WORK INSTRUCTIONS: Some lines in the records below may hold the word "input"; give the number of those lines and nothing else.
************
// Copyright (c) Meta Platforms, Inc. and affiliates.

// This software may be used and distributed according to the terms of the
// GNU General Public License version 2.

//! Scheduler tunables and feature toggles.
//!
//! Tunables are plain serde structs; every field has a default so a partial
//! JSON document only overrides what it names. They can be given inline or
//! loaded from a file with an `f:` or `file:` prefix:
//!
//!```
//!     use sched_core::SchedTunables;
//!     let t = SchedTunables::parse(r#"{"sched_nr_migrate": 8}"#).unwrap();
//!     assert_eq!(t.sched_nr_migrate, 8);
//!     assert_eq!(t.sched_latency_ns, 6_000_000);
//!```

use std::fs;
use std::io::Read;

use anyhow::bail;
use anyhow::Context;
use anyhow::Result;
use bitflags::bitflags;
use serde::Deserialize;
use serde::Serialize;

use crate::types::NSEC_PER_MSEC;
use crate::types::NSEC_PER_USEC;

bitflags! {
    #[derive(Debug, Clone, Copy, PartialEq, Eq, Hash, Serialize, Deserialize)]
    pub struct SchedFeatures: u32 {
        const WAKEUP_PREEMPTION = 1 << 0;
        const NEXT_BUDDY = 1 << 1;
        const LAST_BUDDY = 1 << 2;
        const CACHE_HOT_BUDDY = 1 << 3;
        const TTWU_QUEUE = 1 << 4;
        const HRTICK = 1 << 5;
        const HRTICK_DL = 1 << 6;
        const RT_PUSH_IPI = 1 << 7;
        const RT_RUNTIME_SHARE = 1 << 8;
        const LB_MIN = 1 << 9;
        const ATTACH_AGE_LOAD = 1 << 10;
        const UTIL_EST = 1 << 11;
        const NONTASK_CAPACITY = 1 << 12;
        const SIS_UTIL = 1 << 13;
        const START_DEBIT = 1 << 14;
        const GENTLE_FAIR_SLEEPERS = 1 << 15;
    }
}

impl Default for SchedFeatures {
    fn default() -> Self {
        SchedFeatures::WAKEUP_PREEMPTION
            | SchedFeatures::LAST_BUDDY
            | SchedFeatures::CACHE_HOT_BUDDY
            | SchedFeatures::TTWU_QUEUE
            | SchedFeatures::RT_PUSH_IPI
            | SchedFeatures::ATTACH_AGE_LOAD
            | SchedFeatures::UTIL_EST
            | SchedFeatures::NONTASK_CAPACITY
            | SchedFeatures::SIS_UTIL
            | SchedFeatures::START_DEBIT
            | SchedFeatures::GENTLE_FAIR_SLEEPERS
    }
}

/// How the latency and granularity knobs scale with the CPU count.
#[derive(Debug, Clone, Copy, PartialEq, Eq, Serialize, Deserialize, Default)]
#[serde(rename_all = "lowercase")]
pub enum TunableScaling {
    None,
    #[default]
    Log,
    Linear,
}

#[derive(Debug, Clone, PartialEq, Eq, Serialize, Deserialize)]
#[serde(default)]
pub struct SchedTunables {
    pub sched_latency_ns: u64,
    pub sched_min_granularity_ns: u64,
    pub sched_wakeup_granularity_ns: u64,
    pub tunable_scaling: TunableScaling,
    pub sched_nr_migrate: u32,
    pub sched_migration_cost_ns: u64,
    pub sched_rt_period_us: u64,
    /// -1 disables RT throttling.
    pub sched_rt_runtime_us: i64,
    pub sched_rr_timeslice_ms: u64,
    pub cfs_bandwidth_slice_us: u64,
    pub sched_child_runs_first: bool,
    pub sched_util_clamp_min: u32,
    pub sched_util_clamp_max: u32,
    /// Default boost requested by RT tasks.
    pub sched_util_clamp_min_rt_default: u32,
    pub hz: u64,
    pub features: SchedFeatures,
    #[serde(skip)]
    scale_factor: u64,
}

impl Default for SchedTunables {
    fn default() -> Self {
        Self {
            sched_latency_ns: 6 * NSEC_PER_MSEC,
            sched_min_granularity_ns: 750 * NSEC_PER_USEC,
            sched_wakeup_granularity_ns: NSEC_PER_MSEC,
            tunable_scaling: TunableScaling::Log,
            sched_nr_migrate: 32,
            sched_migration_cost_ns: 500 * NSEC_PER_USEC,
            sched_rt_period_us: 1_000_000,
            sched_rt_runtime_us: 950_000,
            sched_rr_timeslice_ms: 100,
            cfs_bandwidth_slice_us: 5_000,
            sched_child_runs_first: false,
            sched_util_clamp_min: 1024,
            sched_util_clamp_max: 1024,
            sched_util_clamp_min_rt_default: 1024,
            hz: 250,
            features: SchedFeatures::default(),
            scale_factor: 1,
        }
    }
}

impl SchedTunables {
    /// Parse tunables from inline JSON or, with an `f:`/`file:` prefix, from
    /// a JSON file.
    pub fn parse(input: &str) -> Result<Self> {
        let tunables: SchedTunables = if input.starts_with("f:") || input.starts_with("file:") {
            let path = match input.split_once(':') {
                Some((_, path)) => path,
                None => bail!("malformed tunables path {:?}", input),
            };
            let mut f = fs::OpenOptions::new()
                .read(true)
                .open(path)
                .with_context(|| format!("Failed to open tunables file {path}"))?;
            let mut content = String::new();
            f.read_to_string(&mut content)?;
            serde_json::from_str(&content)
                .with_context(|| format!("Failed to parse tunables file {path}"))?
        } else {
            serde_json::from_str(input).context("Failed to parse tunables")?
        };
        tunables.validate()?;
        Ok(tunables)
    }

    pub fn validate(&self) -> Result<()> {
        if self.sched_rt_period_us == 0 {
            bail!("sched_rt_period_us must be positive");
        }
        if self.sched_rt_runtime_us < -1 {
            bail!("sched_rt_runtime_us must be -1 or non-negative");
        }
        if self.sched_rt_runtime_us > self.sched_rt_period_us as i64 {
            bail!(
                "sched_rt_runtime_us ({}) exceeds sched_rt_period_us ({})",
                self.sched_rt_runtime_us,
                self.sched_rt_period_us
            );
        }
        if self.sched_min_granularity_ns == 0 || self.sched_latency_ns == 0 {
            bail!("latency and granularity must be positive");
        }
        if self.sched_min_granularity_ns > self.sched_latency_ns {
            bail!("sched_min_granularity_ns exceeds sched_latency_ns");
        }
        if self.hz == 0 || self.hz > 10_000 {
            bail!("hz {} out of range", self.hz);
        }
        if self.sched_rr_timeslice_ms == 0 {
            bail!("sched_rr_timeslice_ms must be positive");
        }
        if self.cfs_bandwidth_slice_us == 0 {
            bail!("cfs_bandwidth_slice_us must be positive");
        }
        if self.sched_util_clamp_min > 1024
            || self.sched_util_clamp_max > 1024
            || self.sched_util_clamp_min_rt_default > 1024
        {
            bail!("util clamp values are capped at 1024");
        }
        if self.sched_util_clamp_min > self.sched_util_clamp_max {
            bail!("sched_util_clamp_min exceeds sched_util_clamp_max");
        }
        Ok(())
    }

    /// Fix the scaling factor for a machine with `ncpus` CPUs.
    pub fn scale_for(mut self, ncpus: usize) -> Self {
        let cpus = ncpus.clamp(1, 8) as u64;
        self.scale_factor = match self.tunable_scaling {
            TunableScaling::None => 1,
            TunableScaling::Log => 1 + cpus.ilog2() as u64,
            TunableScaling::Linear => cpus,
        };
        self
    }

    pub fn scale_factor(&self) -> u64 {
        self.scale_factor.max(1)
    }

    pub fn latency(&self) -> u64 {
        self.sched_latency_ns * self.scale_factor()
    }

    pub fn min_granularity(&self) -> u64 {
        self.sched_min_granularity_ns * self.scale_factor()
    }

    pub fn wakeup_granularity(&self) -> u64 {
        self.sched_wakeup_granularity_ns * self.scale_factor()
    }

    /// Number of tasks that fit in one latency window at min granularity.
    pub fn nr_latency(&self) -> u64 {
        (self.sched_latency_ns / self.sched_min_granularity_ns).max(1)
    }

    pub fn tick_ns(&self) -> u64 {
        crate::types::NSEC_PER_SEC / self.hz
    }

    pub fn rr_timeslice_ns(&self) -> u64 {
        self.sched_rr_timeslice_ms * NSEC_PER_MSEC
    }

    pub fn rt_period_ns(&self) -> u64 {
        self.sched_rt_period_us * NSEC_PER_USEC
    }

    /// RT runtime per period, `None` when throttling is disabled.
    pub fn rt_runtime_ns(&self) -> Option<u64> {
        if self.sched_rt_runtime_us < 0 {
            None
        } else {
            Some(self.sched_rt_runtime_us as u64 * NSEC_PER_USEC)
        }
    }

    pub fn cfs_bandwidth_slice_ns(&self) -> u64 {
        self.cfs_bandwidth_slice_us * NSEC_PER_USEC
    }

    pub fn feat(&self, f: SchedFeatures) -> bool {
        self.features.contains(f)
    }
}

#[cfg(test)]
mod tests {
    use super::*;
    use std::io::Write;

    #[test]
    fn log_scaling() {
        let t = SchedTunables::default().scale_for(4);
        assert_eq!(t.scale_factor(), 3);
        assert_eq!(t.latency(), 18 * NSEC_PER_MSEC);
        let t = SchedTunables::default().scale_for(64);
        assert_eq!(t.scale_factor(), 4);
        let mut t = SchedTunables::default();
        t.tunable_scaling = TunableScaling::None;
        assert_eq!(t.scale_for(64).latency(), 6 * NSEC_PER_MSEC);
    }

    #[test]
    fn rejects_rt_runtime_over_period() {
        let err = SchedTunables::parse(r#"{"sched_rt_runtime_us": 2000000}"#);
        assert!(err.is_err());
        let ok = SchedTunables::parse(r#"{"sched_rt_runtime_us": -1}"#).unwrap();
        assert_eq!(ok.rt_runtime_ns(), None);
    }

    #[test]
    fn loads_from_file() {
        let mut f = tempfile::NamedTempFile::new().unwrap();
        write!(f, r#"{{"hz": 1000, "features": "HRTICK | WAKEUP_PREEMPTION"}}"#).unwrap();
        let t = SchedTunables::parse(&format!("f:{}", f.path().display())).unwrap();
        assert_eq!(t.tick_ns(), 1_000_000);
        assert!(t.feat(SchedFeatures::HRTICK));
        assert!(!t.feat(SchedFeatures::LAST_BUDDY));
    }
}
************
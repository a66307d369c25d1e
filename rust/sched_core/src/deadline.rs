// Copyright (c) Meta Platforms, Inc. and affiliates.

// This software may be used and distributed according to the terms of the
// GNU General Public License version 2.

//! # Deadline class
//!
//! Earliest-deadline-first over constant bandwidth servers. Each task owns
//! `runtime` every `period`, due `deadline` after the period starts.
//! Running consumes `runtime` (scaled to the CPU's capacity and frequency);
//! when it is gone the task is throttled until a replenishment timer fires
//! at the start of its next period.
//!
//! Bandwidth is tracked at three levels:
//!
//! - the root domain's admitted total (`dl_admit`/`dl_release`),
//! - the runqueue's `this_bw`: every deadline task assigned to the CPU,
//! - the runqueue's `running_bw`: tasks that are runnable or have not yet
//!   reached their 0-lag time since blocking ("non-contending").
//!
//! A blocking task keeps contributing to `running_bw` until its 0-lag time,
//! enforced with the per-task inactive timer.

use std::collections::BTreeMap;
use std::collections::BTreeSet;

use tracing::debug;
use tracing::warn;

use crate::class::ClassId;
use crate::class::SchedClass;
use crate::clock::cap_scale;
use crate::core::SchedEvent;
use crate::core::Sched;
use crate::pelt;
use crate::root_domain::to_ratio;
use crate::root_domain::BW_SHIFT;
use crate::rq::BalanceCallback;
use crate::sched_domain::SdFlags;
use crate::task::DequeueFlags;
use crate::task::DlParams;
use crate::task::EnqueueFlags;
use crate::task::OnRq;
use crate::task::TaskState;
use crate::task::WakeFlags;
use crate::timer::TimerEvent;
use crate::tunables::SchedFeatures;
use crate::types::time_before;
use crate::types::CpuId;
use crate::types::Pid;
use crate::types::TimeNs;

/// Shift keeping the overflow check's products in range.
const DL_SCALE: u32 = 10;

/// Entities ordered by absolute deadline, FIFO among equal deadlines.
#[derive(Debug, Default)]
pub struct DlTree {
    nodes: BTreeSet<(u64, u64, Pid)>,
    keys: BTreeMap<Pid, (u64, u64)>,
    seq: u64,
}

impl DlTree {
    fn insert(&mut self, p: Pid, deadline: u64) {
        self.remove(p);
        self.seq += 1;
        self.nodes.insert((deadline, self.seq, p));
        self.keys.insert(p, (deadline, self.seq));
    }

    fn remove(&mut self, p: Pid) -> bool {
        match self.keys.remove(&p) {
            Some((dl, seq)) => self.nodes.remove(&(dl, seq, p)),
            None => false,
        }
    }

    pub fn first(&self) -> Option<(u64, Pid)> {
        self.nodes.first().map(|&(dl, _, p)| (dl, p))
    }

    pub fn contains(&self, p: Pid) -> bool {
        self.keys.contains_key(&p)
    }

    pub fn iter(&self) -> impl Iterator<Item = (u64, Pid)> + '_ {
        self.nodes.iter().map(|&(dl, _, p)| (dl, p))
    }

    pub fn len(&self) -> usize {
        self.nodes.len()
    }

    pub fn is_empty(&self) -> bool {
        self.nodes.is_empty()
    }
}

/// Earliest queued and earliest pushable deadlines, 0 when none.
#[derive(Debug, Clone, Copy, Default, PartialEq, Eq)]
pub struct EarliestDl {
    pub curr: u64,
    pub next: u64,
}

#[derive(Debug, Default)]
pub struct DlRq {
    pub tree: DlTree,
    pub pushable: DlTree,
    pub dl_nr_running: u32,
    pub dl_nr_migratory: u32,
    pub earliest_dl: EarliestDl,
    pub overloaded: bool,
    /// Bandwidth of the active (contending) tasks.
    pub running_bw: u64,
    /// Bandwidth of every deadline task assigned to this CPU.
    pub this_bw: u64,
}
************
EXPECTED OUTPUT: 5